— WHAT YOU SHOULD DO —
From the data that follows, report the number of lines including "GlobalOptions", and only that number.

— EXERCISE DATA —
//! The drag session and its published snapshot.

use super::{ContainerId, DragSessionId, InputModality, ItemId, Point};
use chrono::{DateTime, Utc};
use serde::{Deserialize, Serialize};

/// Engine-wide gesture phase.
///
/// `Pressed` exists only while a touch press waits for the long-press
/// threshold; pointer presses go straight from `Idle` to `Dragging`.
#[derive(Debug, Clone, Copy, PartialEq, Eq, Hash, Serialize, Deserialize)]
#[serde(rename_all = "snake_case")]
pub enum DragPhase {
    /// No press is being tracked.
    Idle,
    /// A touch press is waiting for the long-press threshold.
    Pressed,
    /// A drag session is active.
    Dragging,
}

/// The single in-flight drag.
///
/// Identity, dragged item, origin, modality and start time are fixed at
/// creation. Only the pointer position and hovered container change.
#[derive(Debug, PartialEq)]
pub struct DragSession {
    id: DragSessionId,
    dragged_item_id: ItemId,
    origin_container_id: ContainerId,
    pointer_position: Point,
    hovered_container_id: Option<ContainerId>,
    input_modality: InputModality,
    started_at: DateTime<Utc>,
}

impl DragSession {
    /// Starts a session for an item picked up from `origin_container_id`.
    #[must_use]
    pub fn start(
        dragged_item_id: ItemId,
        origin_container_id: ContainerId,
        pointer_position: Point,
        input_modality: InputModality,
        started_at: DateTime<Utc>,
    ) -> Self {
        Self {
            id: DragSessionId::new(),
            dragged_item_id,
            origin_container_id,
            pointer_position,
            hovered_container_id: None,
            input_modality,
            started_at,
        }
    }

    /// Returns the session identifier.
    #[must_use]
    pub const fn id(&self) -> DragSessionId {
        self.id
    }

    /// Returns the item being dragged.
    #[must_use]
    pub const fn dragged_item_id(&self) -> &ItemId {
        &self.dragged_item_id
    }

    /// Returns the container the item belonged to when the session began.
    #[must_use]
    pub const fn origin_container_id(&self) -> &ContainerId {
        &self.origin_container_id
    }

    /// Returns the latest pointer position.
    #[must_use]
    pub const fn pointer_position(&self) -> Point {
        self.pointer_position
    }

    /// Returns the container under the pointer at the last hit test.
    #[must_use]
    pub const fn hovered_container_id(&self) -> Option<&ContainerId> {
        self.hovered_container_id.as_ref()
    }

    /// Returns the input modality the session was started with.
    #[must_use]
    pub const fn input_modality(&self) -> InputModality {
        self.input_modality
    }

    /// Returns the press timestamp that started the gesture.
    #[must_use]
    pub const fn started_at(&self) -> DateTime<Utc> {
        self.started_at
    }

    /// Records a pointer move and the hit-test result at the new position.
    ///
    /// Returns `true` when the hovered container changed.
    pub(crate) fn track(&mut self, position: Point, hovered: Option<ContainerId>) -> bool {
        self.pointer_position = position;
        let changed = self.hovered_container_id != hovered;
        self.hovered_container_id = hovered;
        changed
    }

    /// Returns the drop destination: the hovered container when it differs
    /// from the origin.
    #[must_use]
    pub fn destination(&self) -> Option<&ContainerId> {
        self.hovered_container_id
            .as_ref()
            .filter(|hovered| **hovered != self.origin_container_id)
    }

    /// Captures an immutable view for presentation consumers.
    #[must_use]
    pub fn snapshot(&self) -> DragSnapshot {
        DragSnapshot {
            session_id: self.id,
            dragged_item_id: self.dragged_item_id.clone(),
            origin_container_id: self.origin_container_id.clone(),
            pointer_position: self.pointer_position,
            hovered_container_id: self.hovered_container_id.clone(),
            input_modality: self.input_modality,
            started_at: self.started_at,
        }
    }
}

/// Immutable copy of a [`DragSession`] published after every transition.
#[derive(Debug, Clone, PartialEq, Serialize, Deserialize)]
#[serde(rename_all = "camelCase")]
pub struct DragSnapshot {
    /// Session identifier.
    pub session_id: DragSessionId,
    /// Item being dragged.
    pub dragged_item_id: ItemId,
    /// Container the item came from.
    pub origin_container_id: ContainerId,
    /// Latest pointer position.
    pub pointer_position: Point,
    /// Container under the pointer, if any.
    pub hovered_container_id: Option<ContainerId>,
    /// Input modality of the gesture.
    pub input_modality: InputModality,
    /// Press timestamp.
    pub started_at: DateTime<Utc>,
}

impl DragSnapshot {
    /// Returns whether releasing now would move the item.
    #[must_use]
    pub fn would_commit(&self) -> bool {
        self.hovered_container_id
            .as_ref()
            .is_some_and(|hovered| *hovered != self.origin_container_id)
    }
}
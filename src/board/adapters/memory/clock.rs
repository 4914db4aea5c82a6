//! Settable clock.

use chrono::{DateTime, Local, TimeDelta, Utc};
use mockable::Clock;
use std::sync::{Mutex, PoisonError};

/// Clock that only moves when told to.
///
/// Lets tests and hosts with their own frame clock drive the long-press
/// deadline deterministically.
#[derive(Debug)]
pub struct ManualClock {
    now: Mutex<DateTime<Utc>>,
}

impl ManualClock {
    /// Creates a clock frozen at `start`.
    #[must_use]
    pub const fn new(start: DateTime<Utc>) -> Self {
        Self {
            now: Mutex::new(start),
        }
    }

    /// Moves the clock forward.
    pub fn advance(&self, delta: TimeDelta) {
        let mut now = self.now.lock().unwrap_or_else(PoisonError::into_inner);
        *now += delta;
    }

    /// Sets the clock to `instant`.
    pub fn set(&self, instant: DateTime<Utc>) {
        *self.now.lock().unwrap_or_else(PoisonError::into_inner) = instant;
    }
}

impl Default for ManualClock {
    fn default() -> Self {
        Self::new(DateTime::<Utc>::default())
    }
}

impl Clock for ManualClock {
    fn local(&self) -> DateTime<Local> {
        self.utc().with_timezone(&Local)
    }

    fn utc(&self) -> DateTime<Utc> {
        *self.now.lock().unwrap_or_else(PoisonError::into_inner)
    }
}
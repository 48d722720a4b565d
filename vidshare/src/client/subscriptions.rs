use super::{Client, parse_id};
use crate::{
    errors::RepoError,
    filters::FilterCondition,
    id::{EntityId, Principal},
    listing::{ListQuery, ListingPolicy, Page, list_joined},
    models::Subscription,
    projection::{JoinSpec, Joined, OwnerProfile},
    store::EntityStore,
    toggle::{SubscriptionKey, ToggleOutcome, toggle},
};

const SUBSCRIPTION_LISTING: ListingPolicy = ListingPolicy::newest_first();

/// A subscription with the subscriber's profile in place of their id.
pub type ChannelSubscriber = Joined<Subscription, OwnerProfile>;

/// A subscription with the channel's profile in place of its id.
pub type SubscribedChannel = Joined<Subscription, OwnerProfile>;

fn subscriber_of(subscription: &Subscription) -> &EntityId {
    &subscription.subscriber
}

fn channel_of(subscription: &Subscription) -> &EntityId {
    &subscription.channel
}

const SUBSCRIBER: JoinSpec<Subscription> = JoinSpec::new("subscriber", subscriber_of);
const CHANNEL: JoinSpec<Subscription> = JoinSpec::new("channel", channel_of);

impl<S: EntityStore> Client<S> {
    /// Subscribe the principal to `channel_id`, or unsubscribe if already subscribed.
    pub async fn toggle_subscription(&self, principal: &Principal, channel_id: &str) -> Result<ToggleOutcome, RepoError> {
        let key = SubscriptionKey {
            channel: parse_id("channelId", channel_id)?,
            subscriber: principal.id().clone(),
        };
        toggle::<_, Subscription>(&self.store, key).await
    }

    pub async fn channel_subscribers(
        &self,
        channel_id: &str,
        query: &ListQuery,
    ) -> Result<Page<ChannelSubscriber>, RepoError> {
        let channel = parse_id("channelId", channel_id)?;
        let params = query
            .into_params(&SUBSCRIPTION_LISTING, &self.listing)?
            .with_condition(FilterCondition::equals("channel", channel.as_str()));
        list_joined(&self.store, &params, SUBSCRIBER).await
    }

    pub async fn subscribed_channels(
        &self,
        subscriber_id: &str,
        query: &ListQuery,
    ) -> Result<Page<SubscribedChannel>, RepoError> {
        let subscriber = parse_id("subscriberId", subscriber_id)?;
        let params = query
            .into_params(&SUBSCRIPTION_LISTING, &self.listing)?
            .with_condition(FilterCondition::equals("subscriber", subscriber.as_str()));
        list_joined(&self.store, &params, CHANNEL).await
    }
}
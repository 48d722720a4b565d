use anyhow::Result;
use clap::Args;
use comfy_table::{Cell, Table};
use vidshare::{ChannelStats, Principal};

use crate::context::CliContext;
use crate::examples::ExampleGroup;
use crate::output::{GlobalOptions, OutputManager, TableDisplay, themed_table};

pub const EXAMPLES: &[ExampleGroup] = &[ExampleGroup {
    title: "Channel dashboard",
    commands: &[
        "vidshare stats --user <USER_ID>                 # Totals for one channel",
        "vidshare --output compact stats --user <USER_ID>",
    ],
}];

#[derive(Args)]
pub struct StatsArgs {
    /// Channel owner's user id
    #[arg(long, env = "VIDSHARE_USER")]
    user: String,
}

/// Stats as rendered for one channel
#[derive(serde::Serialize)]
struct StatsView(ChannelStats);

impl TableDisplay for StatsView {
    fn to_table(&self, options: &GlobalOptions) -> Table {
        let mut table = themed_table(options, &["Videos", "Views", "Subscribers", "Likes"]);
        table.add_row(vec![
            Cell::new(self.0.total_videos),
            Cell::new(self.0.total_views),
            Cell::new(self.0.total_subscribers),
            Cell::new(self.0.total_likes),
        ]);
        table
    }

    fn to_compact(&self) -> String {
        format!(
            "videos={} views={} subscribers={} likes={}",
            self.0.total_videos, self.0.total_views, self.0.total_subscribers, self.0.total_likes
        )
    }
}

pub async fn handle_stats(args: StatsArgs, ctx: &CliContext, output: &OutputManager) -> Result<()> {
    let principal = Principal::require(Some(args.user.trim()))?;
    let client = ctx.client(output).await?;
    let stats = client.channel_stats(&principal).await?;

    output.heading("Channel stats");
    output.display(&StatsView(stats))?;
    Ok(())
}
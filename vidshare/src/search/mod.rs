//! # RediSearch plumbing
//!
//! Index creation, `FT.SEARCH` execution and the escaping rules used when
//! rendering [`crate::filters::Filter`]s as query strings.
//!
//! | Function                          | Input         | Output         | Use Case                  |
//! |-----------------------------------|---------------|----------------|---------------------------|
//! | `escape_for_tag_query(value)`     | `"test-user"` | `"test\-user"` | TAG field: `@field:{...}` |
//! | `escape_for_text_contains(value)` | `"hello"`     | `"*hello*"`    | TEXT substring match      |
//!
//! TAG fields match exactly and must escape `$ { } \ | - .`. TEXT fields are
//! tokenized at index time, so a contains query matches within tokens only.

use std::borrow::Cow;

use redis::{Value, aio::ConnectionLike, cmd, from_redis_value};
use serde_json::Value as JsonValue;

use crate::{
    errors::RepoError,
    types::{IndexField, IndexFieldType, SortSpec},
};

pub(crate) const TAG_SEPARATOR: &str = "|";

#[derive(Debug, Clone)]
pub struct IndexDefinition {
    pub name: String,
    pub prefix: String,
    pub schema: &'static [IndexField],
}

/// Create the index unless one with the same name already exists.
pub async fn ensure_index<C>(conn: &mut C, definition: &IndexDefinition) -> Result<(), RepoError>
where
    C: ConnectionLike + Send,
{
    let indexes: Vec<String> = cmd("FT._LIST").query_async(conn).await?;
    if indexes.iter().any(|name| name == &definition.name) {
        return Ok(());
    }

    let mut command = cmd("FT.CREATE");
    command.arg(definition.name.as_str());
    command.arg("ON").arg("JSON");
    command.arg("PREFIX").arg(1).arg(definition.prefix.as_str());

    command.arg("SCHEMA");
    for field in definition.schema {
        command.arg(field.path());
        command.arg("AS").arg(field.field);
        match field.field_type {
            IndexFieldType::Tag => {
                command.arg("TAG");
                command.arg("SEPARATOR").arg(TAG_SEPARATOR);
            }
            IndexFieldType::Text => {
                command.arg("TEXT");
            }
            IndexFieldType::Numeric => {
                command.arg("NUMERIC");
            }
        }

        if field.sortable {
            command.arg("SORTABLE");
        }
    }

    if let Err(err) = command.query_async::<()>(conn).await {
        if index_exists_error(&err) {
            return Ok(());
        }
        return Err(err.into());
    }

    log::debug!("created search index {}", definition.name);
    Ok(())
}

fn index_exists_error(err: &redis::RedisError) -> bool {
    let msg = err.to_string().to_ascii_lowercase();
    msg.contains("already exists") && msg.contains("index")
}

#[derive(Debug, Clone)]
pub struct SearchRequest<'a> {
    pub index: &'a str,
    pub query: String,
    pub sort: Option<SortSpec>,
    pub offset: u64,
    pub limit: u64,
}

#[derive(Debug, Clone, Default)]
pub struct SearchHits {
    pub total: u64,
    pub documents: Vec<JsonValue>,
}

pub async fn execute_search<C>(conn: &mut C, request: &SearchRequest<'_>) -> Result<SearchHits, RepoError>
where
    C: ConnectionLike + Send,
{
    let mut command = cmd("FT.SEARCH");
    command.arg(request.index);
    command.arg(request.query.as_str());

    if let Some(sort) = &request.sort {
        command.arg("SORTBY").arg(sort.field).arg(sort.order.as_str());
    }

    command.arg("LIMIT").arg(request.offset).arg(request.limit);
    if request.limit > 0 {
        command.arg("RETURN").arg(1).arg("$");
    } else {
        command.arg("NOCONTENT");
    }
    command.arg("DIALECT").arg(3);

    let raw: Value = command.query_async(conn).await?;
    parse_search_response(&raw, request.limit > 0)
}

/// Number of documents matching `query`.
pub async fn execute_count<C>(conn: &mut C, index: &str, query: String) -> Result<u64, RepoError>
where
    C: ConnectionLike + Send,
{
    let request = SearchRequest {
        index,
        query,
        sort: None,
        offset: 0,
        limit: 0,
    };
    Ok(execute_search(conn, &request).await?.total)
}

fn parse_search_response(raw: &Value, with_content: bool) -> Result<SearchHits, RepoError> {
    let values: Vec<Value> = from_redis_value(raw).map_err(|err| RepoError::Other {
        message: Cow::Owned(format!("Failed to parse search response: {}", err)),
    })?;

    let Some(first) = values.first() else {
        return Ok(SearchHits::default());
    };

    let total = match first {
        Value::Int(v) => *v as u64,
        Value::BulkString(bytes) => String::from_utf8(bytes.clone())
            .ok()
            .and_then(|s| s.parse::<u64>().ok())
            .ok_or_else(|| RepoError::other("Invalid total count in search response"))?,
        other => {
            return Err(RepoError::other(format!("Unexpected total count type: {:?}", other)));
        }
    };

    let mut documents = Vec::new();
    if with_content {
        let mut idx = 1;
        while idx + 1 < values.len() {
            let payload = extract_json_payload(&values[idx + 1])?;
            let document: JsonValue = serde_json::from_str(&payload).map_err(|err| RepoError::Other {
                message: Cow::Owned(format!("Failed to deserialize search document: {}", err)),
            })?;
            documents.push(document);
            idx += 2;
        }
    }

    Ok(SearchHits { total, documents })
}

fn extract_json_payload(value: &Value) -> Result<String, RepoError> {
    match value {
        Value::Array(items) => {
            for chunk in items.chunks(2) {
                if chunk.len() != 2 {
                    continue;
                }

                let alias: String = from_redis_value(&chunk[0]).map_err(|err| RepoError::Other {
                    message: Cow::Owned(format!("Invalid field alias in search document: {}", err)),
                })?;

                if alias == "$" {
                    let payload = value_to_string(&chunk[1])?;
                    return normalize_json_payload(payload);
                }
            }

            Err(RepoError::other("Search response missing JSON payload"))
        }
        other => normalize_json_payload(value_to_string(other)?),
    }
}

/// `RETURN 1 $` under DIALECT 3 wraps the document in a one-element array.
pub(crate) fn normalize_json_payload(mut payload: String) -> Result<String, RepoError> {
    let trimmed = payload.trim();
    if trimmed.starts_with('[') && trimmed.ends_with(']') {
        let value: JsonValue = serde_json::from_str(trimmed).map_err(|err| RepoError::Other {
            message: Cow::Owned(format!("Failed to parse JSON payload array: {}", err)),
        })?;
        if let Some(first) = value.as_array().and_then(|arr| arr.first()) {
            payload = serde_json::to_string(first)?;
        }
    }
    Ok(payload)
}

fn value_to_string(value: &Value) -> Result<String, RepoError> {
    match value {
        Value::BulkString(bytes) => String::from_utf8(bytes.clone()).map_err(|err| RepoError::Other {
            message: Cow::Owned(format!("Invalid UTF-8 in search response: {}", err)),
        }),
        Value::SimpleString(status) => Ok(status.clone()),
        Value::Int(v) => Ok(v.to_string()),
        Value::Double(v) => Ok(v.to_string()),
        Value::Boolean(v) => Ok(v.to_string()),
        Value::VerbatimString { text, .. } => Ok(text.clone()),
        _ => from_redis_value::<String>(value).map_err(|err| RepoError::Other {
            message: Cow::Owned(format!("Unexpected search value type: {}", err)),
        }),
    }
}

/// Escape a value for RediSearch TAG field queries.
///
/// ```
/// use vidshare::search::escape_for_tag_query;
///
/// assert_eq!(escape_for_tag_query("active"), "active");
/// assert_eq!(escape_for_tag_query("test-user"), "test\\-user");
/// assert_eq!(escape_for_tag_query("a|b"), "a\\|b");
/// assert_eq!(escape_for_tag_query("{foo}"), "\\{foo\\}");
/// ```
pub fn escape_for_tag_query(value: &str) -> String {
    let mut escaped = String::with_capacity(value.len());
    for ch in value.chars() {
        match ch {
            // '-' is the NOT operator, '.' the JSON path separator
            '$' | '{' | '}' | '\\' | '|' | '.' | '-' => {
                escaped.push('\\');
                escaped.push(ch);
            }
            _ => escaped.push(ch),
        }
    }
    escaped
}

/// Escape and wrap a value in `*...*` for substring matching on TEXT fields.
///
/// ```
/// use vidshare::search::escape_for_text_contains;
///
/// assert_eq!(escape_for_text_contains("hello"), "*hello*");
/// assert_eq!(escape_for_text_contains("50%"), "*50\\%*");
/// ```
pub fn escape_for_text_contains(value: &str) -> String {
    format!("*{}*", escape_text_value(value))
}

fn escape_text_value(value: &str) -> String {
    let mut escaped = String::with_capacity(value.len());
    for ch in value.chars() {
        match ch {
            '\\' | '(' | ')' | '|' | '\'' | '"' | '[' | ']' | '{' | '}' | ':' | '@' | '?' | '~' | '&' | '!' | '.'
            | '*' | '%' | ' ' => {
                escaped.push('\\');
                escaped.push(ch);
            }
            _ => escaped.push(ch),
        }
    }
    escaped
}
use chrono::Utc;

use super::{Client, parse_id, required_text};
use crate::{
    errors::RepoError,
    filters::FilterCondition,
    id::{EntityId, Principal},
    listing::{ListQuery, ListingPolicy, Page, list_joined},
    models::Comment,
    ownership::{delete_owned, update_owned},
    patch::Patch,
    projection::{JoinSpec, Joined, OwnerProfile},
    store::EntityStore,
};

const COMMENT_LISTING: ListingPolicy = ListingPolicy::newest_first();

fn comment_owner(comment: &Comment) -> &EntityId {
    &comment.owner
}

const COMMENT_OWNER: JoinSpec<Comment> = JoinSpec::new("owner", comment_owner);

impl<S: EntityStore> Client<S> {
    /// Comments on a video, newest first, each with its author's profile.
    pub async fn list_video_comments(
        &self,
        video_id: &str,
        query: &ListQuery,
    ) -> Result<Page<Joined<Comment, OwnerProfile>>, RepoError> {
        let video = parse_id("videoId", video_id)?;
        let params = query
            .into_params(&COMMENT_LISTING, &self.listing)?
            .with_condition(FilterCondition::equals("video", video.as_str()));
        list_joined(&self.store, &params, COMMENT_OWNER).await
    }

    pub async fn add_comment(&self, principal: &Principal, video_id: &str, content: &str) -> Result<Comment, RepoError> {
        let video = parse_id("videoId", video_id)?;
        let comment = Comment {
            id: EntityId::generate(),
            content: required_text("content", content)?,
            video,
            owner: principal.id().clone(),
            created_at: Utc::now(),
        };
        self.store.insert(&comment).await?;
        Ok(comment)
    }

    pub async fn update_comment(
        &self,
        principal: &Principal,
        comment_id: &str,
        content: &str,
    ) -> Result<Comment, RepoError> {
        let id = parse_id("commentId", comment_id)?;
        let content = required_text("content", content)?;
        update_owned(&self.store, &id, principal, Patch::new().assign("content", content)).await
    }

    pub async fn delete_comment(&self, principal: &Principal, comment_id: &str) -> Result<(), RepoError> {
        let id = parse_id("commentId", comment_id)?;
        delete_owned::<_, Comment>(&self.store, &id, principal).await
    }
}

— EXERCISE RESULT —
2